(Material for the task Opens)

impl OrderIntake {
    #[must_use]
    pub fn new(cipher: Arc<dyn PayloadCipher>, pools: Vec<PoolConfig>, current_epoch: EpochId) -> Self {
        let pools = pools
            .into_iter()
            .map(|config| {
                let pending = PendingPool::with_capacity(config.pool_id.clone(), config.max_pending);
                (
                    config.pool_id.clone(),
                    PoolState {
                        config,
                        pending,
                        cursor: 0,
                    },
                )
            })
            .collect();
        Self {
            cipher,
            pools,
            current_epoch,
            seen: HashSet::new(),
        }
    }

    // =================================================================
    // Epoch
    // =================================================================

    #[must_use]
    pub fn current_epoch(&self) -> EpochId {
        self.current_epoch
    }

    /// Move to `epoch`. Epochs never go backwards.
    pub fn set_epoch(&mut self, epoch: EpochId) {
        if epoch > self.current_epoch {
            self.current_epoch = epoch;
        }
    }

    // =================================================================
    // Staging
    // =================================================================

    /// Validate a commitment and stage its revealed order.
    ///
    /// # Errors
    /// - `Rejected` with the reason; the caller must mark the commitment `Disputed`
    /// - `DuplicateCommitment` if the commitment was already handled
    /// - `PendingSetFull` if the pool cannot take more orders this epoch
    pub fn stage(&mut self, commitment: &OrderCommitment) -> Result<RevealedOrder> {
        if self.seen.contains(&commitment.id) {
            return Err(VeilmatchError::DuplicateCommitment(commitment.id));
        }

        let order = match self.validate(commitment) {
            Ok(order) => order,
            Err(err) => {
                if let Some(reason) = err.reject_reason() {
                    self.seen.insert(commitment.id);
                    tracing::warn!(
                        commitment = %commitment.id,
                        pool = %commitment.pool_id,
                        %reason,
                        "Commitment rejected"
                    );
                }
                return Err(err);
            }
        };

        let state = self
            .pools
            .get_mut(&commitment.pool_id)
            .ok_or_else(|| VeilmatchError::Internal(format!("pool {} vanished", commitment.pool_id)))?;
        state.pending.push(order.clone())?;
        self.seen.insert(commitment.id);

        tracing::debug!(
            commitment = %commitment.id,
            pool = %commitment.pool_id,
            pending = state.pending.len(),
            "Commitment staged"
        );
        Ok(order)
    }

    /// Run every check without staging.
    pub fn validate(&self, commitment: &OrderCommitment) -> Result<RevealedOrder> {
        let reject = |reason| VeilmatchError::Rejected {
            id: commitment.id,
            reason,
        };

        let state = self
            .pools
            .get(&commitment.pool_id)
            .ok_or_else(|| reject(RejectReason::UnknownPool))?;
        let config = &state.config;

        if commitment.submission_epoch > self.current_epoch
            || self.current_epoch.since(commitment.submission_epoch) > config.max_order_age_epochs
        {
            return Err(reject(RejectReason::Expired));
        }

        let payload = self
            .cipher
            .open_payload(&commitment.encrypted_payload)
            .map_err(|_| reject(RejectReason::Malformed))?;

        let order = RevealedOrder::from_commitment(commitment, payload);
        if !order.is_bound() {
            return Err(reject(RejectReason::HashMismatch));
        }

        if order.amount <= Decimal::ZERO
            || order.limit_price <= Decimal::ZERO
            || order.amount < config.min_amount
            || order.amount > config.max_amount
            || order.limit_price > config.max_price
        {
            return Err(reject(RejectReason::InvalidAmount));
        }

        Ok(order)
    }

    // =================================================================
    // Freezing and carry-forward
    // =================================================================

    /// Take a pool's whole pending set for sealing.
    pub fn freeze(&mut self, pool_id: &PoolId) -> Vec<RevealedOrder> {
        self.pools
            .get_mut(pool_id)
            .map(|s| s.pending.freeze())
            .unwrap_or_default()
    }

    /// Re-stage orders handed back by a task: leftovers of a finalized task
    /// (including remainders) or the whole order set of a failed one. No
    /// re-decryption. Orders past the pool's age window are expired instead.
    pub fn carry_forward(&mut self, pool_id: &PoolId, orders: Vec<RevealedOrder>) -> Result<CarryOutcome> {
        let epoch = self.current_epoch;
        let state = self
            .pools
            .get_mut(pool_id)
            .ok_or_else(|| VeilmatchError::Configuration(format!("unknown pool {pool_id}")))?;

        let mut outcome = CarryOutcome::default();
        for order in orders {
            if epoch.since(order.submission_epoch) > state.config.max_order_age_epochs {
                outcome.expired.push(order.id);
                continue;
            }
            let id = order.id;
            match state.pending.reinsert(order) {
                Ok(()) => outcome.carried.push(id),
                // already staged again (e.g. replayed recycle): nothing to do
                Err(VeilmatchError::DuplicateCommitment(_)) => {}
                Err(err) => return Err(err),
            }
        }

        if !outcome.expired.is_empty() {
            tracing::info!(pool = %pool_id, expired = outcome.expired.len(), "Expired aged orders");
        }
        Ok(outcome)
    }

    // =================================================================
    // Feed cursors
    // =================================================================

    #[must_use]
    pub fn cursor(&self, pool_id: &PoolId) -> u64 {
        self.pools.get(pool_id).map_or(0, |s| s.cursor)
    }

    /// Record that `sequence` was consumed. Cursors only move forward.
    pub fn advance_cursor(&mut self, pool_id: &PoolId, sequence: u64) {
        if let Some(state) = self.pools.get_mut(pool_id) {
            state.cursor = state.cursor.max(sequence);
        }
    }

    #[must_use]
    pub fn cursors(&self) -> BTreeMap<PoolId, u64> {
        self.pools.iter().map(|(id, s)| (id.clone(), s.cursor)).collect()
    }

    // =================================================================
    // Queries / persistence
    // =================================================================

    #[must_use]
    pub fn pool_config(&self, pool_id: &PoolId) -> Option<&PoolConfig> {
        self.pools.get(pool_id).map(|s| &s.config)
    }

    pub fn pool_ids(&self) -> impl Iterator<Item = &PoolId> {
        self.pools.keys()
    }

    #[must_use]
    pub fn pending_len(&self, pool_id: &PoolId) -> usize {
        self.pools.get(pool_id).map_or(0, |s| s.pending.len())
    }

    #[must_use]
    pub fn pending_snapshot(&self) -> BTreeMap<PoolId, Vec<RevealedOrder>> {
        self.pools
            .iter()
            .map(|(id, s)| (id.clone(), s.pending.iter().cloned().collect()))
            .collect()
    }

    /// Reload pending sets and cursors after a restart.
    pub fn restore(
        &mut self,
        pending: BTreeMap<PoolId, Vec<RevealedOrder>>,
        cursors: &BTreeMap<PoolId, u64>,
    ) -> Result<()> {
        for (pool_id, orders) in pending {
            let Some(state) = self.pools.get_mut(&pool_id) else {
                tracing::warn!(pool = %pool_id, orders = orders.len(), "Dropping pending set of unserved pool");
                continue;
            };
            for order in orders {
                self.seen.insert(order.origin);
                state.pending.reinsert(order)?;
            }
        }
        for (pool_id, seq) in cursors {
            self.advance_cursor(pool_id, *seq);
        }
        Ok(())
    }
}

(Material for the task Closes)

Transcribe all entries exactly as they are given.

Answer section
impl OrderIntake {
    #[must_use]
    pub fn new(cipher: Arc<dyn PayloadCipher>, pools: Vec<PoolConfig>, current_epoch: EpochId) -> Self {
        let pools = pools
            .into_iter()
            .map(|config| {
                let pending = PendingPool::with_capacity(config.pool_id.clone(), config.max_pending);
                (
                    config.pool_id.clone(),
                    PoolState {
                        config,
                        pending,
                        cursor: 0,
                    },
                )
            })
            .collect();
        Self {
            cipher,
            pools,
            current_epoch,
            seen: HashSet::new(),
        }
    }

    // =================================================================
    // Epoch
    // =================================================================

    #[must_use]
    pub fn current_epoch(&self) -> EpochId {
        self.current_epoch
    }

    /// Move to `epoch`. Epochs never go backwards.
    pub fn set_epoch(&mut self, epoch: EpochId) {
        if epoch > self.current_epoch {
            self.current_epoch = epoch;
        }
    }

    // =================================================================
    // Staging
    // =================================================================

    /// Validate a commitment and stage its revealed order.
    ///
    /// # Errors
    /// - `Rejected` with the reason; the caller must mark the commitment `Disputed`
    /// - `DuplicateCommitment` if the commitment was already handled
    /// - `PendingSetFull` if the pool cannot take more orders this epoch
    pub fn stage(&mut self, commitment: &OrderCommitment) -> Result<RevealedOrder> {
        if self.seen.contains(&commitment.id) {
            return Err(VeilmatchError::DuplicateCommitment(commitment.id));
        }

        let order = match self.validate(commitment) {
            Ok(order) => order,
            Err(err) => {
                if let Some(reason) = err.reject_reason() {
                    self.seen.insert(commitment.id);
                    tracing::warn!(
                        commitment = %commitment.id,
                        pool = %commitment.pool_id,
                        %reason,
                        "Commitment rejected"
                    );
                }
                return Err(err);
            }
        };

        let state = self
            .pools
            .get_mut(&commitment.pool_id)
            .ok_or_else(|| VeilmatchError::Internal(format!("pool {} vanished", commitment.pool_id)))?;
        state.pending.push(order.clone())?;
        self.seen.insert(commitment.id);

        tracing::debug!(
            commitment = %commitment.id,
            pool = %commitment.pool_id,
            pending = state.pending.len(),
            "Commitment staged"
        );
        Ok(order)
    }

    /// Run every check without staging.
    pub fn validate(&self, commitment: &OrderCommitment) -> Result<RevealedOrder> {
        let reject = |reason| VeilmatchError::Rejected {
            id: commitment.id,
            reason,
        };

        let state = self
            .pools
            .get(&commitment.pool_id)
            .ok_or_else(|| reject(RejectReason::UnknownPool))?;
        let config = &state.config;

        if commitment.submission_epoch > self.current_epoch
            || self.current_epoch.since(commitment.submission_epoch) > config.max_order_age_epochs
        {
            return Err(reject(RejectReason::Expired));
        }

        let payload = self
            .cipher
            .open_payload(&commitment.encrypted_payload)
            .map_err(|_| reject(RejectReason::Malformed))?;

        let order = RevealedOrder::from_commitment(commitment, payload);
        if !order.is_bound() {
            return Err(reject(RejectReason::HashMismatch));
        }

        if order.amount <= Decimal::ZERO
            || order.limit_price <= Decimal::ZERO
            || order.amount < config.min_amount
            || order.amount > config.max_amount
            || order.limit_price > config.max_price
        {
            return Err(reject(RejectReason::InvalidAmount));
        }

        Ok(order)
    }

    // =================================================================
    // Freezing and carry-forward
    // =================================================================

    /// Take a pool's whole pending set for sealing.
    pub fn freeze(&mut self, pool_id: &PoolId) -> Vec<RevealedOrder> {
        self.pools
            .get_mut(pool_id)
            .map(|s| s.pending.freeze())
            .unwrap_or_default()
    }

    /// Re-stage orders handed back by a task: leftovers of a finalized task
    /// (including remainders) or the whole order set of a failed one. No
    /// re-decryption. Orders past the pool's age window are expired instead.
    pub fn carry_forward(&mut self, pool_id: &PoolId, orders: Vec<RevealedOrder>) -> Result<CarryOutcome> {
        let epoch = self.current_epoch;
        let state = self
            .pools
            .get_mut(pool_id)
            .ok_or_else(|| VeilmatchError::Configuration(format!("unknown pool {pool_id}")))?;

        let mut outcome = CarryOutcome::default();
        for order in orders {
            if epoch.since(order.submission_epoch) > state.config.max_order_age_epochs {
                outcome.expired.push(order.id);
                continue;
            }
            let id = order.id;
            match state.pending.reinsert(order) {
                Ok(()) => outcome.carried.push(id),
                // already staged again (e.g. replayed recycle): nothing to do
                Err(VeilmatchError::DuplicateCommitment(_)) => {}
                Err(err) => return Err(err),
            }
        }

        if !outcome.expired.is_empty() {
            tracing::info!(pool = %pool_id, expired = outcome.expired.len(), "Expired aged orders");
        }
        Ok(outcome)
    }

    // =================================================================
    // Feed cursors
    // =================================================================

    #[must_use]
    pub fn cursor(&self, pool_id: &PoolId) -> u64 {
        self.pools.get(pool_id).map_or(0, |s| s.cursor)
    }

    /// Record that `sequence` was consumed. Cursors only move forward.
    pub fn advance_cursor(&mut self, pool_id: &PoolId, sequence: u64) {
        if let Some(state) = self.pools.get_mut(pool_id) {
            state.cursor = state.cursor.max(sequence);
        }
    }

    #[must_use]
    pub fn cursors(&self) -> BTreeMap<PoolId, u64> {
        self.pools.iter().map(|(id, s)| (id.clone(), s.cursor)).collect()
    }

    // =================================================================
    // Queries / persistence
    // =================================================================

    #[must_use]
    pub fn pool_config(&self, pool_id: &PoolId) -> Option<&PoolConfig> {
        self.pools.get(pool_id).map(|s| &s.config)
    }

    pub fn pool_ids(&self) -> impl Iterator<Item = &PoolId> {
        self.pools.keys()
    }

    #[must_use]
    pub fn pending_len(&self, pool_id: &PoolId) -> usize {
        self.pools.get(pool_id).map_or(0, |s| s.pending.len())
    }

    #[must_use]
    pub fn pending_snapshot(&self) -> BTreeMap<PoolId, Vec<RevealedOrder>> {
        self.pools
            .iter()
            .map(|(id, s)| (id.clone(), s.pending.iter().cloned().collect()))
            .collect()
    }

    /// Reload pending sets and cursors after a restart.
    pub fn restore(
        &mut self,
        pending: BTreeMap<PoolId, Vec<RevealedOrder>>,
        cursors: &BTreeMap<PoolId, u64>,
    ) -> Result<()> {
        for (pool_id, orders) in pending {
            let Some(state) = self.pools.get_mut(&pool_id) else {
                tracing::warn!(pool = %pool_id, orders = orders.len(), "Dropping pending set of unserved pool");
                continue;
            };
            for order in orders {
                self.seen.insert(order.origin);
                state.pending.reinsert(order)?;
            }
        }
        for (pool_id, seq) in cursors {
            self.advance_cursor(pool_id, *seq);
        }
        Ok(())
    }
}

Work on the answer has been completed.